0

we have a requirement to extract dark data from unstructured sources such as letters, rad reports, etc. Please suggest azure resource to extract data from common document formats: DOC, DOCX, PDF, RTF, TXT, HTML, etc and then to do analysis on the extracted data.

191180rk
  • 735
  • 2
  • 12
  • 37

1 Answers1

0

It sounds like you just want to extract raw text or images from these rich text format documents.
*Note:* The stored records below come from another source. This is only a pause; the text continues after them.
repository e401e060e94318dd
use tracing::{debug, warn};

use accuracy_metrics::evaluate;
use forecast_core::{Forecaster, PipelineError, PipelineResult};

use crate::models::{BacktestConfig, BacktestMetrics};

/// Walk-forward backtester for a single forecasting model.
///
/// Splits the history into contiguous train/val/test segments by ratio
/// (index order preserved; shuffling would leak the future), then steps
/// through the test segment in non-overlapping horizon-sized windows. Each
/// step forecasts from a bounded context of everything before its window
/// and contributes one (prediction, actual) pair: the final predicted point
/// against the final actual of the window.
pub struct Backtester {
    config: BacktestConfig,
}

impl Backtester {
    pub fn new(config: BacktestConfig) -> Self {
        Self { config }
    }

    pub fn config(&self) -> &BacktestConfig {
        &self.config
    }

    pub async fn run(
        &self,
        model: &dyn Forecaster,
        prices: &[f64],
    ) -> PipelineResult<BacktestMetrics> {
        self.config.validate()?;
        if prices.len() < self.config.min_training_points {
            return Err(PipelineError::InsufficientData(format!(
                "{} prices supplied, need at least {}",
                prices.len(),
                self.config.min_training_points
            )));
        }

        let n = prices.len();
        let train_len = (n as f64 * self.config.train_ratio) as usize;
        let val_len = (n as f64 * self.config.val_ratio) as usize;
        let test_start = (train_len + val_len).min(n);
        let test = &prices[test_start..];
        let horizon = self.config.horizon;
        if test.len() < horizon {
            return Err(PipelineError::InsufficientData(format!(
                "test segment has {} points, horizon needs {}",
                test.len(),
                horizon
            )));
        }

        let mut predicted: Vec<f64> = Vec::new();
        let mut actuals: Vec<f64> = Vec::new();
        let mut fallback_steps = 0usize;

        let mut offset = 0;
        while offset + horizon <= test.len() {
            let context =
                bounded_context(prices, test_start + offset, self.config.max_context_points);
            let actual = test[offset + horizon - 1];

            let point = match model.predict(context, horizon).await {
                Ok(forecast) => forecast.final_prediction(),
                Err(e) => {
                    warn!(
                        "forecast step failed for {} at offset {}: {}; carrying last price",
                        model.name(),
                        offset,
                        e
                    );
                    None
                }
            };
            let point = match point {
                Some(p) => p,
                None => match context.last().copied() {
                    Some(last) => {
                        fallback_steps += 1;
                        last
                    }
                    // No context to fall back on; the step yields no pair.
                    None => {
                        offset += horizon;
                        continue;
                    }
                },
            };

            predicted.push(point);
            actuals.push(actual);
            offset += horizon;
        }

        if predicted.is_empty() {
            return Err(PipelineError::NoPredictions);
        }

        let report = evaluate(&predicted, &actuals)?;
        debug!(
            "backtest {} on {} {}: mae={:.4} over {} steps ({} fallbacks)",
            model.name(),
            self.config.symbol,
            self.config.interval,
            report.mae,
            report.sample_size,
            fallback_steps
        );
        Ok(BacktestMetrics::from_report(
            model.name(),
            &self.config.symbol,
            &self.config.interval,
            &report,
            fallback_steps,
        ))
    }
}

/// Everything before `end`, clipped to the most recent `max_points`.
fn bounded_context(prices: &[f64], end: usize, max_points: usize) -> &[f64] {
    let start = end.saturating_sub(max_points);
    &prices[start..end]
}
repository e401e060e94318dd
use std::time::Duration;

use async_trait::async_trait;
use serde::{Deserialize, Serialize};

use forecast_core::{Direction, ForecastResult, Forecaster, PipelineError, PipelineResult};

use crate::error::{ClientError, ClientResult};

#[derive(Debug, Clone, Serialize)]
struct PredictionRequest<'a> {
    model: &'a str,
    prices: &'a [f64],
    horizon: usize,
}

#[derive(Debug, Clone, Deserialize)]
struct PredictionResponse {
    predictions: Vec<f64>,
    confidence_low: Vec<f64>,
    confidence_high: Vec<f64>,
    direction: Direction,
    confidence_pct: f64,
}

/// Forecaster backed by the model service (NeuralProphet, Chronos and
/// friends run out of process; this client only ships prices and reads
/// predictions back).
#[derive(Clone)]
pub struct RemoteForecaster {
    client: reqwest::Client,
    base_url: String,
    model: String,
}

impl RemoteForecaster {
    pub fn new(model: impl Into<String>, base_url: String, timeout: Duration) -> ClientResult<Self> {
        let client = reqwest::Client::builder().timeout(timeout).build()?;
        Ok(Self {
            client,
            base_url,
            model: model.into(),
        })
    }

    async fn predict_remote(&self, prices: &[f64], horizon: usize) -> ClientResult<PredictionResponse> {
        let request = PredictionRequest {
            model: &self.model,
            prices,
            horizon,
        };

        let response = self
            .client
            .post(format!("{}/predict", self.base_url))
            .json(&request)
            .send()
            .await?;

        if !response.status().is_success() {
            let status = response.status();
            if status == reqwest::StatusCode::SERVICE_UNAVAILABLE {
                return Err(ClientError::ModelNotLoaded);
            }
            return Err(ClientError::ServiceUnavailable(format!("Status: {}", status)));
        }

        Ok(response.json::<PredictionResponse>().await?)
    }

    /// Check service health.
    pub async fn health(&self) -> ClientResult<bool> {
        let response = self
            .client
            .get(format!("{}/health", self.base_url))
            .send()
            .await?;

        Ok(response.status().is_success())
    }
}

#[async_trait]
impl Forecaster for RemoteForecaster {
    fn name(&self) -> &str {
        &self.model
    }

    async fn predict(&self, prices: &[f64], horizon: usize) -> PipelineResult<ForecastResult> {
        let response = self
            .predict_remote(prices, horizon)
            .await
            .map_err(|e| PipelineError::Model(e.to_string()))?;

        if response.predictions.len() != horizon {
            return Err(PipelineError::InvalidForecast(format!(
                "service returned {} predictions for horizon {}",
                response.predictions.len(),
                horizon
            )));
        }

        ForecastResult::try_new(
            self.model.clone(),
            response.predictions,
            response.confidence_low,
            response.confidence_high,
            response.direction,
            response.confidence_pct,
        )
    }
}
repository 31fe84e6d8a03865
#![cfg(test)]
use std::cell::RefCell;
use std::rc::Rc;
use std::time::Duration;

use netdir_common::network::{ModelId, NetworkObject};
use netdir_core::backend::{self, DirectoryBackend};
use netdir_core::{NetworkObjectDirectory, refresh};
use tokio::time::{self, Instant};

/// Serves a scripted sequence of host lists, one per refresh, and records
/// when each refresh happened.
struct ScriptedBackend {
    rounds: Vec<Vec<NetworkObject>>,
    fired_at: Rc<RefCell<Vec<Instant>>>,
}

impl DirectoryBackend for ScriptedBackend {
    fn name(&self) -> &str {
        "scripted"
    }

    fn refresh(&mut self, directory: &mut NetworkObjectDirectory) -> anyhow::Result<()> {
        self.fired_at.borrow_mut().push(Instant::now());
        let round: usize = self.fired_at.borrow().len() - 1;
        let Some(hosts) = self.rounds.get(round) else {
            anyhow::bail!("no data for round {round}");
        };

        let root: NetworkObject = directory.root().clone();
        backend::reconcile(directory, &root, hosts);
        Ok(())
    }
}

fn host(id: u64) -> NetworkObject {
    NetworkObject::host(format!("pc-{id}"), format!("10.1.0.{id}")).with_model_id(id)
}

#[tokio::test(start_paused = true)]
async fn refresh_converges_the_tree_on_schedule() {
    let fired_at: Rc<RefCell<Vec<Instant>>> = Rc::new(RefCell::new(Vec::new()));
    let mut directory: NetworkObjectDirectory = NetworkObjectDirectory::new();
    directory.set_backend(Box::new(ScriptedBackend {
        rounds: vec![vec![host(1), host(2)], vec![host(2), host(3)], vec![]],
        fired_at: fired_at.clone(),
    }));

    let start: Instant = Instant::now();
    directory.set_update_interval(15);

    let cycles: usize = refresh::drive(&mut directory, time::sleep(Duration::from_secs(40))).await;

    assert_eq!(cycles, 2);
    let offsets: Vec<u64> = fired_at
        .borrow()
        .iter()
        .map(|at| at.duration_since(start).as_secs())
        .collect();
    assert_eq!(offsets, vec![15, 30]);

    assert_eq!(directory.child_count(ModelId::ROOT), 2);
    assert_eq!(directory.child_id(ModelId::ROOT, 0), ModelId(2));
    assert_eq!(directory.child_id(ModelId::ROOT, 1), ModelId(3));
}

#[tokio::test(start_paused = true)]
async fn backend_errors_do_not_stop_the_timer() {
    let fired_at: Rc<RefCell<Vec<Instant>>> = Rc::new(RefCell::new(Vec::new()));
    let mut directory: NetworkObjectDirectory = NetworkObjectDirectory::new();
    directory.set_backend(Box::new(ScriptedBackend {
        rounds: vec![vec![host(1)]],
        fired_at: fired_at.clone(),
    }));
    directory.set_update_interval(10);

    let cycles: usize = refresh::drive(&mut directory, time::sleep(Duration::from_secs(45))).await;

    assert_eq!(cycles, 4);
    assert_eq!(fired_at.borrow().len(), 4);
    assert_eq!(directory.child_count(ModelId::ROOT), 1);
}

/// Turns refresh off from inside its own refresh hook after two rounds.
struct SelfStopping {
    runs: Rc<RefCell<usize>>,
}

impl DirectoryBackend for SelfStopping {
    fn name(&self) -> &str {
        "self-stopping"
    }

    fn refresh(&mut self, directory: &mut NetworkObjectDirectory) -> anyhow::Result<()> {
        *self.runs.borrow_mut() += 1;
        if *self.runs.borrow() == 2 {
            directory.set_update_interval(0);
        }
        Ok(())
    }
}

#[tokio::test(start_paused = true)]
async fn interval_below_minimum_stops_further_cycles() {
    let runs: Rc<RefCell<usize>> = Rc::new(RefCell::new(0));
    let mut directory: NetworkObjectDirectory = NetworkObjectDirectory::new();
    directory.set_backend(Box::new(SelfStopping { runs: runs.clone() }));
    directory.set_update_interval(10);

    let cycles: usize = refresh::drive(&mut directory, time::sleep(Duration::from_secs(300))).await;

    assert_eq!(cycles, 2);
    assert_eq!(*runs.borrow(), 2);
    assert!(!directory.timer().is_active());
}

#[tokio::test(start_paused = true)]
async fn minimum_interval_is_accepted() {
    let runs: Rc<RefCell<usize>> = Rc::new(RefCell::new(0));
    let mut directory: NetworkObjectDirectory = NetworkObjectDirectory::new();
    directory.set_backend(Box::new(SelfStopping { runs: runs.clone() }));

    directory.set_update_interval(9);
    assert!(!directory.timer().is_active());

    directory.set_update_interval(10);
    assert_eq!(directory.timer().interval(), Some(Duration::from_secs(10)));

    time::advance(Duration::from_secs(10)).await;
    assert!(directory.poll_refresh(Instant::now()));
    assert_eq!(*runs.borrow(), 1);
}
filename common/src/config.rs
use std::str::FromStr;

use crate::error::ConfigError;

/// Shortest refresh cadence, in seconds. Anything below disables refresh.
pub const MINIMUM_UPDATE_INTERVAL: u64 = 10;

/// Refresh cadence used when nothing else is configured, in seconds.
pub const DEFAULT_UPDATE_INTERVAL: u64 = 60;

/// How far bucket cleanup reaches when a group is removed from its parent.
#[derive(Debug, Clone, Copy, Default, PartialEq, Eq)]
pub enum CascadeMode {
    /// Only the removed group's own child list is dropped. Child lists of
    /// groups nested below it stay behind, unreachable from the root.
    #[default]
    Shallow,
    /// Child lists of every nested group are dropped as well.
    Recursive,
}

impl FromStr for CascadeMode {
    type Err = ConfigError;

    fn from_str(s: &str) -> Result<Self, Self::Err> {
        match s.to_ascii_lowercase().as_str() {
            "shallow" => Ok(CascadeMode::Shallow),
            "recursive" => Ok(CascadeMode::Recursive),
            other => Err(ConfigError::UnknownCascadeMode(other.to_string())),
        }
    }
}

pub struct Config {
    /// Refresh cadence in seconds. `0` disables periodic refresh.
    pub update_interval: u64,
    pub cascade: CascadeMode,
    /// Output verbosity reduction, `0` prints everything.
    pub quiet: u8,
}

impl Default for Config {
    fn default() -> Self {
        Self {
            update_interval: DEFAULT_UPDATE_INTERVAL,
            cascade: CascadeMode::Shallow,
            quiet: 0,
        }
    }
}

impl Config {
    /// Whether the configured interval actually schedules refresh cycles.
    pub fn refresh_enabled(&self) -> bool {
        self.update_interval >= MINIMUM_UPDATE_INTERVAL
    }

    /// Rejects a non-zero interval that the directory would silently treat as
    /// disabled. `0` is an explicit opt-out and always passes.
    pub fn validate(&self) -> Result<(), ConfigError> {
        if self.update_interval != 0 && !self.refresh_enabled() {
            return Err(ConfigError::IntervalTooShort {
                given: self.update_interval,
                minimum: MINIMUM_UPDATE_INTERVAL,
            });
        }
        Ok(())
    }
}
use colored::*;
use netdir_common::network::{NetworkObject, ObjectKind};

use crate::terminal::colors;

pub fn kind_tag(kind: ObjectKind) -> ColoredString {
    match kind {
        ObjectKind::Group => "group".color(colors::GROUP),
        ObjectKind::Host => "host".color(colors::HOST),
        ObjectKind::Location => "location".color(colors::LOCATION),
        ObjectKind::Root => "root".color(colors::SEPARATOR),
        ObjectKind::None => "none".color(colors::SEPARATOR),
    }
}

/// `name [kind] address` on one line, address only when known.
pub fn object_label(object: &NetworkObject) -> String {
    let name: ColoredString = object.name.as_str().color(colors::PRIMARY);
    let tag: String = format!("[{}]", kind_tag(object.kind));

    match &object.host_address {
        Some(address) => format!("{name} {tag} {}", address.as_str().color(colors::ADDRESS)),
        None => format!("{name} {tag}"),
    }
}
use std::path::Path;

use netdir_common::config::Config;
use netdir_core::{DirectoryBackend, NetworkObjectDirectory};

use crate::inventory::InventoryBackend;
use crate::terminal::print;

pub fn show(path: &Path, cfg: &Config) -> anyhow::Result<()> {
    let mut backend: InventoryBackend = InventoryBackend::new(path);
    let mut directory: NetworkObjectDirectory =
        NetworkObjectDirectory::new().with_cascade(cfg.cascade);

    // Run the backend directly so a broken inventory surfaces as an error.
    backend.refresh(&mut directory)?;

    if directory.object_count() == 0 {
        print::no_results();
        return Ok(());
    }

    print::directory_tree(&directory, cfg.quiet);
    print::summary(&directory, cfg.quiet);
    Ok(())
}
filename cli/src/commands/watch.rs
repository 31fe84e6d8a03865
use std::path::Path;

use netdir_common::config::Config;
use netdir_common::network::NetworkObject;
use netdir_common::{info, success, warn};
use netdir_core::{DirectoryEvent, DirectoryListener, NetworkObjectDirectory, refresh};

use crate::inventory::InventoryBackend;
use crate::terminal::format;

pub async fn watch(path: &Path, cfg: &Config) -> anyhow::Result<()> {
    if let Err(e) = cfg.validate() {
        warn!("{e}, refresh stays disabled");
    }

    let mut directory: NetworkObjectDirectory =
        NetworkObjectDirectory::new().with_cascade(cfg.cascade);
    directory.subscribe(ChangeLogger::default());
    directory.set_backend(Box::new(InventoryBackend::new(path)));

    directory.update();
    success!("Loaded {} objects from {}", directory.object_count(), path.display());

    directory.set_update_interval(cfg.update_interval);
    if !directory.timer().is_active() {
        info!("Nothing to watch, exiting");
        return Ok(());
    }

    info!("Press Ctrl-C to stop");
    let shutdown = async {
        let _ = tokio::signal::ctrl_c().await;
    };
    refresh::drive(&mut directory, shutdown).await;

    Ok(())
}

/// Logs each change with the name of the object involved.
///
/// Removed objects are looked up while handling the "about to" event, the
/// only moment they are still in the tree. Inserted objects are looked up
/// once the insert is committed.
#[derive(Default)]
struct ChangeLogger {
    pending_insert: Option<(NetworkObject, usize)>,
}

impl DirectoryListener for ChangeLogger {
    fn on_event(&mut self, event: &DirectoryEvent, directory: &NetworkObjectDirectory) {
        match event {
            DirectoryEvent::ObjectsAboutToBeInserted { parent, start, .. } => {
                self.pending_insert = Some((parent.clone(), *start));
            }
            DirectoryEvent::ObjectsInserted => {
                let Some((parent, start)) = self.pending_insert.take() else {
                    return;
                };
                if let Some(object) = directory.objects(&parent).get(start) {
                    info!("+ {}", format::object_label(object));
                }
            }
            DirectoryEvent::ObjectsAboutToBeRemoved { parent, start, .. } => {
                if let Some(object) = directory.objects(parent).get(*start) {
                    warn!("- {}", format::object_label(object));
                }
            }
            DirectoryEvent::ObjectsRemoved => {}
        }
    }
}
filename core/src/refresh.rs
//! Drives periodic refresh on the current task.
//!
//! There is no worker thread: [`drive`] sleeps until the directory's next
//! deadline, runs the backend inline and goes back to sleep. Everything else
//! touching the directory therefore has to happen from inside the backend or
//! from listeners.

use std::future::Future;

use netdir_common::info;
use tokio::time::{self, Instant};

use crate::directory::NetworkObjectDirectory;

/// Runs refresh cycles until `shutdown` resolves. Returns how many cycles
/// ran.
///
/// A refresh already in progress always completes before shutdown is
/// observed. With refresh disabled this only waits for `shutdown`.
pub async fn drive<F>(directory: &mut NetworkObjectDirectory, shutdown: F) -> usize
where
    F: Future<Output = ()>,
{
    tokio::pin!(shutdown);
    let mut cycles: usize = 0;

    loop {
        let Some(deadline) = directory.next_refresh() else {
            (&mut shutdown).await;
            break;
        };

        tokio::select! {
            _ = &mut shutdown => break,
            _ = time::sleep_until(deadline) => {
                if directory.poll_refresh(Instant::now()) {
                    cycles += 1;
                }
            }
        }
    }

    info!("Refresh loop stopped after {cycles} cycles");
    cycles
}
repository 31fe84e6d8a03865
//! # Netdir Core
//!
//! An in-memory directory of network objects (hosts, groups, locations)
//! arranged under a synthetic root.
//!
//! * **[`directory`]**: the tree, its queries and its mutations.
//! * **[`observer`]**: change notifications bracketing every mutation.
//! * **[`backend`]**: the capability a discovery source implements to keep the
//!   tree in sync with the network.
//! * **[`timer`]** and **[`refresh`]**: periodic scheduling of backend refreshes
//!   on a single task.

pub mod backend;
pub mod directory;
pub mod observer;
pub mod refresh;
pub mod timer;

pub use backend::DirectoryBackend;
pub use directory::NetworkObjectDirectory;
pub use observer::{DirectoryEvent, DirectoryListener, ListenerId};
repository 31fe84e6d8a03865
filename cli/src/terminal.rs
pub mod colors;
pub mod format;
pub mod logging;
pub mod print;
//! Change notifications.
//!
//! Every insert and every removal is reported as a pair of events: one before
//! the tree changes and one after. Each pair covers exactly one object, even
//! when a single `remove_objects` call drops several neighbours.
//!
//! Listeners get a shared view of the directory along with the event, so a
//! listener handling an "about to" event still sees the old tree and one
//! handling the completion event sees the committed tree.

use netdir_common::network::NetworkObject;
use tokio::sync::mpsc::{self, UnboundedReceiver};

use crate::directory::NetworkObjectDirectory;

#[derive(Debug, Clone, PartialEq, Eq)]
pub enum DirectoryEvent {
    ObjectsAboutToBeInserted {
        parent: NetworkObject,
        start: usize,
        count: usize,
    },
    ObjectsInserted,
    ObjectsAboutToBeRemoved {
        parent: NetworkObject,
        start: usize,
        count: usize,
    },
    ObjectsRemoved,
}

/// Handle returned by [`NetworkObjectDirectory::subscribe`].
#[derive(Debug, Clone, Copy, PartialEq, Eq, Hash)]
pub struct ListenerId(pub(crate) u64);

pub trait DirectoryListener {
    fn on_event(&mut self, event: &DirectoryEvent, directory: &NetworkObjectDirectory);
}

impl<F> DirectoryListener for F
where
    F: FnMut(&DirectoryEvent, &NetworkObjectDirectory),
{
    fn on_event(&mut self, event: &DirectoryEvent, directory: &NetworkObjectDirectory) {
        self(event, directory)
    }
}

/// A listener that forwards every event into an unbounded channel.
///
/// Meant for async consumers living on the same runtime. The receiver only
/// gets the event, not the directory state at emission time.
pub fn event_channel() -> (impl DirectoryListener, UnboundedReceiver<DirectoryEvent>) {
    let (tx, rx) = mpsc::unbounded_channel::<DirectoryEvent>();

    let listener = move |event: &DirectoryEvent, _directory: &NetworkObjectDirectory| {
        // A dropped receiver only means nobody is interested anymore.
        let _ = tx.send(event.clone());
    };

    (listener, rx)
}
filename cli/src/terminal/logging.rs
use colored::*;
use tracing::field::{Field, Visit};
use tracing::{Event, Level, Subscriber};
use tracing_subscriber::EnvFilter;
use tracing_subscriber::fmt::FormatEvent;
use tracing_subscriber::fmt::format::{self, Writer};
use tracing_subscriber::registry::LookupSpan;

pub fn init_logging() {
    let filter: EnvFilter =
        EnvFilter::try_from_default_env().unwrap_or_else(|_| EnvFilter::new("info"));

    tracing_subscriber::fmt()
        .with_env_filter(filter)
        .event_format(NetdirFormatter)
        .init();
}

pub struct NetdirFormatter;

/// Pulls the fields the formatter cares about out of an event.
#[derive(Default)]
struct EventFields {
    raw_msg: Option<String>,
    success: bool,
}

impl Visit for EventFields {
    fn record_str(&mut self, field: &Field, value: &str) {
        if field.name() == "raw_msg" {
            self.raw_msg = Some(value.to_string());
        }
    }

    fn record_bool(&mut self, field: &Field, value: bool) {
        if field.name() == "success" {
            self.success = value;
        }
    }

    fn record_debug(&mut self, _field: &Field, _value: &dyn std::fmt::Debug) {}
}

impl<S, N> FormatEvent<S, N> for NetdirFormatter
where
    S: Subscriber + for<'a> LookupSpan<'a>,
    N: for<'a> format::FormatFields<'a> + 'static,
{
    fn format_event(
        &self,
        ctx: &tracing_subscriber::fmt::FmtContext<'_, S, N>,
        mut writer: Writer<'_>,
        event: &Event<'_>,
    ) -> std::fmt::Result {
        let mut fields: EventFields = EventFields::default();
        event.record(&mut fields);

        // Output of the print module goes out verbatim.
        if let Some(raw) = fields.raw_msg {
            return writeln!(writer, "{raw}");
        }

        let (symbol, color_func): (&str, fn(ColoredString) -> ColoredString) =
            match *event.metadata().level() {
                Level::TRACE => ("[ ]", |s| s.dimmed()),
                Level::DEBUG => ("[?]", |s| s.blue()),
                Level::INFO if fields.success => ("[+]", |s| s.green().bold()),
                Level::INFO => ("[*]", |s| s.cyan()),
                Level::WARN => ("[!]", |s| s.yellow().bold()),
                Level::ERROR => ("[-]", |s| s.red().bold()),
            };

        write!(writer, "{} ", color_func(symbol.into()))?;

        ctx.field_format().format_fields(writer.by_ref(), event)?;

        writeln!(writer)
    }
}
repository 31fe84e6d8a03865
use colored::Color;

pub const PRIMARY: Color = Color::TrueColor { r: 120, g: 200, b: 255 };
pub const ACCENT: Color = Color::TrueColor { r: 255, g: 210, b: 90 };
pub const SEPARATOR: Color = Color::BrightBlack;
pub const TEXT_DEFAULT: Color = Color::White;
pub const GROUP: Color = Color::BrightGreen;
pub const HOST: Color = Color::Cyan;
pub const LOCATION: Color = Color::Magenta;
pub const ADDRESS: Color = Color::TrueColor { r: 160, g: 160, b: 160 };
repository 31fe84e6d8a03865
//! # Network Object Model
//!
//! A [`NetworkObject`] is one entry of the directory: the synthetic root, a
//! group (container), a host or a location.
//!
//! Objects are plain values. The directory compares them field by field when
//! suppressing duplicates, so two objects with the same [`ModelId`] but a
//! different name are considered distinct.

use serde::{Deserialize, Serialize};
use uuid::Uuid;

use super::model_id::ModelId;

#[derive(Debug, Clone, Copy, PartialEq, Eq, Hash, Serialize, Deserialize)]
pub enum ObjectKind {
    /// Doubles as the marker of an invalid lookup result.
    None,
    Root,
    Group,
    Host,
    Location,
}

impl ObjectKind {
    /// Root and Group may own a child list, everything else is a leaf.
    pub fn is_container(self) -> bool {
        matches!(self, ObjectKind::Root | ObjectKind::Group)
    }
}

#[derive(Debug, Clone, PartialEq, Eq, Hash, Serialize, Deserialize)]
pub struct NetworkObject {
    pub uid: Uuid,
    pub parent_uid: Option<Uuid>,
    pub kind: ObjectKind,
    pub name: String,
    pub host_address: Option<String>,
    pub mac_address: Option<String>,
    pub directory_address: Option<String>,
    pub model_id: ModelId,
}

impl NetworkObject {
    /// Creates an object of `kind` with a fresh uid and its derived model id.
    pub fn new(kind: ObjectKind, name: impl Into<String>) -> Self {
        let uid: Uuid = Uuid::new_v4();
        Self {
            uid,
            parent_uid: None,
            kind,
            name: name.into(),
            host_address: None,
            mac_address: None,
            directory_address: None,
            model_id: ModelId::from_uid(&uid),
        }
    }

    /// The synthetic root container every directory starts with.
    pub fn root() -> Self {
        Self::sentinel(ObjectKind::Root, ModelId::ROOT)
    }

    /// Returned by lookups that find nothing.
    pub fn invalid() -> Self {
        Self::sentinel(ObjectKind::None, ModelId::NONE)
    }

    pub fn group(name: impl Into<String>) -> Self {
        Self::new(ObjectKind::Group, name)
    }

    pub fn location(name: impl Into<String>) -> Self {
        Self::new(ObjectKind::Location, name)
    }

    pub fn host(name: impl Into<String>, address: impl Into<String>) -> Self {
        Self::new(ObjectKind::Host, name).with_host_address(address)
    }

    fn sentinel(kind: ObjectKind, model_id: ModelId) -> Self {
        Self {
            uid: Uuid::nil(),
            parent_uid: None,
            kind,
            name: String::new(),
            host_address: None,
            mac_address: None,
            directory_address: None,
            model_id,
        }
    }

    /// Replaces the uid and rederives the model id from it. Backends use this
    /// with name-based uids so an object keeps its identity across refreshes.
    pub fn with_uid(mut self, uid: Uuid) -> Self {
        self.uid = uid;
        self.model_id = ModelId::from_uid(&uid);
        self
    }

    /// Overrides the uid-derived id, e.g. for ids handed out by a backend.
    pub fn with_model_id(mut self, model_id: impl Into<ModelId>) -> Self {
        self.model_id = model_id.into();
        self
    }

    pub fn with_parent(mut self, parent: &NetworkObject) -> Self {
        self.parent_uid = Some(parent.uid);
        self
    }

    pub fn with_host_address(mut self, address: impl Into<String>) -> Self {
        self.host_address = Some(address.into());
        self
    }

    pub fn with_mac_address(mut self, mac: impl Into<String>) -> Self {
        self.mac_address = Some(mac.into());
        self
    }

    pub fn with_directory_address(mut self, address: impl Into<String>) -> Self {
        self.directory_address = Some(address.into());
        self
    }

    pub fn is_valid(&self) -> bool {
        self.kind != ObjectKind::None
    }

    pub fn is_container(&self) -> bool {
        self.kind.is_container()
    }

    /// Compact JSON rendering, used in diagnostics.
    pub fn to_json(&self) -> String {
        serde_json::to_string(self).unwrap_or_else(|_| format!("{:?}", self))
    }
}
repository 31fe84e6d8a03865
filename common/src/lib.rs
//! # Netdir Common
//!
//! Types shared by every crate in the workspace:
//!
//! * **[`network`]**: the network object value types stored in the directory.
//! * **[`config`]**: runtime settings for the directory and its refresh cycle.
//! * **[`error`]**: error enums for the few fallible operations.
//! * **[`log`]**: logging macros forwarding to `tracing`.

pub mod config;
pub mod error;
pub mod log;
pub mod network;

#[doc(hidden)]
pub use tracing;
If only do these, some libraries of parsing different documents is your real needs.

Here is some libraries in Java or Python to do that. If you are using .NET which I'm not familiar with, you can search in Google or Bing to find these alternative for .NET.

  1. To parse the office document like DOC, DOCX: for Java, Apache POI is a good library for extracting data from MS office files; for Python, there seems to be not any package to do that, except using COM object like Word.Application or IronPython (Reading/Writing MS Word files in Python) in .NET on Windows.
  2. To parse PDF files: there are Apache PDFBox, jPDFText for Java and PyPDF2 for Python.
  3. To read RTF format file: Java natively supports via javax.swing.text.rtf.RTFEditorKit which you can get some sample code via search; like #1, also seems none for Python.
  4. To parse HTML files: jsoup for Java and BeautifulSoup & HTMLParser for Python are best for extracting data from HTML.
  5. For reading TXT format files, I think it's simple for any languages. But to extract valuable information from text content, Stanford NLP for Java and NLTK for Python are useful, also using Azure Text Analytics API of Cognitive Service can help doing some like key phrase extraction, and language detection.
  6. Apache Tika toolkit for content analysis is a good solution, too. Even you can deploy it alone and to invoke its REST APIs by Python, other languages.
  7. If you want to extract text from images, you can use Azure Computer Vision API of Cognitive Services to extract printed text or handwritten text, or use the third party library such as Tess4J or others you searched in GitHub.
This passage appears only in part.